Extra Topic: Add another color to histogram.

If we need to use the red color for x > 1.75

Extra Topic: Add another color to histogram.

Step 1: Create a histogram without plot by assign the plot object to new variable and use the argument plot = FALSE in the hist() function

Step 2: select the midpoint from object h, In this case we select 1.75. and use the plot() function.

Exercise 1: Basic Histogram

Task:

Create a basic histogram of the mpg (miles per gallon) variable from the mtcars dataset.

Instructions:

  • Load the mtcars dataset using data(mtcars).
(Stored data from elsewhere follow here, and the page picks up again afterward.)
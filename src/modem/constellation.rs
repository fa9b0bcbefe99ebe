//! Constellation mapping and bit packing
//!
//! A symbol value `v` is sent as a data-tone phase of `v·2π/M` relative to
//! the carrier. On receive, the measured phase difference is quantized into
//! `M` bins; quantizing into `2M` bins as well tells whether the phase sat
//! near a constellation point (even index) or between two (odd index).
//!
//! Bytes are split into symbols least-significant bits first.

use std::f64::consts::TAU;

use crate::domain::quantize_phase;

#[derive(Debug, Clone, Copy, PartialEq, Eq)]
pub struct Constellation {
    num_phases: u32,
}

impl Constellation {
    pub fn new(num_phases: u32) -> Self {
        Self {
            num_phases: num_phases.max(2),
        }
    }

    /// Transmit phase for a symbol value
    pub fn phase_of(&self, value: u32) -> f64 {
        (value % self.num_phases) as f64 * TAU / self.num_phases as f64
    }

    /// Quantize a phase difference into `(value, valid)`
    pub fn demap(&self, phase: f64) -> (u32, bool) {
        let value = quantize_phase(phase, self.num_phases);
        let fine = quantize_phase(phase, 2 * self.num_phases);
        (value, fine % 2 == 0)
    }
}

/// Split bytes into `bits`-wide symbols, LSB first
pub fn bytes_to_symbols(bytes: &[u8], bits: u32) -> Vec<u32> {
    let bits = bits.clamp(1, 8);
    let mask = (1u32 << bits) - 1;
    let per_byte = 8 / bits;
    let mut symbols = Vec::with_capacity(bytes.len() * per_byte as usize);
    for &byte in bytes {
        for i in 0..per_byte {
            symbols.push((byte as u32 >> (i * bits)) & mask);
        }
    }
    symbols
}

/// Reassemble bytes from `bits`-wide symbols, LSB first.
///
/// Returns the bytes and the number of trailing symbols that did not fill a byte.
pub fn symbols_to_bytes(symbols: &[u32], bits: u32) -> (Vec<u8>, usize) {
    let bits = bits.clamp(1, 8);
    let mask = (1u32 << bits) - 1;
    let per_byte = (8 / bits) as usize;
    let bytes = symbols
        .chunks_exact(per_byte)
        .map(|chunk| {
            chunk
                .iter()
                .enumerate()
                .fold(0u32, |acc, (i, &s)| acc | ((s & mask) << (i as u32 * bits))) as u8
        })
        .collect();
    (bytes, symbols.len() % per_byte)
}

#[cfg(test)]
mod tests {
    use super::*;
    use std::f64::consts::PI;

    #[test]
    fn test_bpsk_demap() {
        let c = Constellation::new(2);
        assert_eq!(c.demap(0.1), (0, true));
        assert_eq!(c.demap(PI + 0.2), (1, true));
        assert_eq!(c.demap(2.0 * PI - 0.1), (0, true));
        let (_, valid) = c.demap(PI / 2.0 + 0.1);
        assert!(!valid, "quadrature phase is between BPSK points");
    }

    #[test]
    fn test_qpsk_phases_round_trip() {
        let c = Constellation::new(4);
        for v in 0..4 {
            assert_eq!(c.demap(c.phase_of(v) + 0.3), (v, true));
            assert_eq!(c.demap(c.phase_of(v) - 0.3), (v, true));
        }
    }

    #[test]
    fn test_bytes_split_lsb_first() {
        assert_eq!(bytes_to_symbols(&[0b1000_0001], 1), vec![1, 0, 0, 0, 0, 0, 0, 1]);
        assert_eq!(bytes_to_symbols(&[0b1110_0100], 2), vec![0, 1, 2, 3]);
        assert_eq!(bytes_to_symbols(&[0xA5], 4), vec![0x5, 0xA]);
    }

    #[test]
    fn test_symbols_rejoin_and_report_leftover() {
        let (bytes, leftover) = symbols_to_bytes(&[0, 1, 2, 3, 1], 2);
        assert_eq!(bytes, vec![0b1110_0100]);
        assert_eq!(leftover, 1);

        let text = b"Hi";
        let (bytes, leftover) = symbols_to_bytes(&bytes_to_symbols(text, 1), 1);
        assert_eq!(bytes, text.to_vec());
        assert_eq!(leftover, 0);
    }
}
  • Use the hist() function to create the histogram.

  • Add a title and labels to the axes using the main, xlab, and ylab arguments.

Solution:

# Load the mtcars dataset
data(mtcars)

# Create a basic histogram
hist(mtcars$mpg,
     main = "Histogram of Miles Per Gallon",
     xlab = "Miles Per Gallon",
     ylab = "Frequency",
     col = "lightblue",
     border = "black")

Exercise 2: Adjusting Bin Width

Task:

Create a histogram of the Sepal.Length variable from the iris dataset with custom bin widths.

Instructions:

  • Load the iris dataset using data(iris).

  • Use the breaks argument in the hist() function to create three histograms with different numbers of bins (e.g., breaks = 5, breaks = 15, breaks = 30).

  • Observe how changing the number of bins affects the histogram.

Solution:

# Load the iris dataset
data(iris)

# Histogram with 5 bins
hist(iris$Sepal.Length,
     breaks = 5,
     main = "Histogram of Sepal Length (5 bins)",
     xlab = "Sepal Length",
     col = "lightgreen",
     border = "black")

# Histogram with 15 bins
hist(iris$Sepal.Length,
     breaks = 15,
     main = "Histogram of Sepal Length (15 bins)",
     xlab = "Sepal Length",
     col = "lightcoral",
     border = "black")

# Histogram with 30 bins
hist(iris$Sepal.Length,
     breaks = 30,
     main = "Histogram of Sepal Length (30 bins)",
     xlab = "Sepal Length",
     col = "lightblue",
     border = "black")

Exercise 3: Customizing Colors

Task:

Create a histogram of the weight variable from a custom dataset and apply custom colors to the bars.

Instructions:

  • Create a vector weight <- c(58, 62, 67, 70, 73, 75, 80, 85, 90, 95, 100, 105, 110).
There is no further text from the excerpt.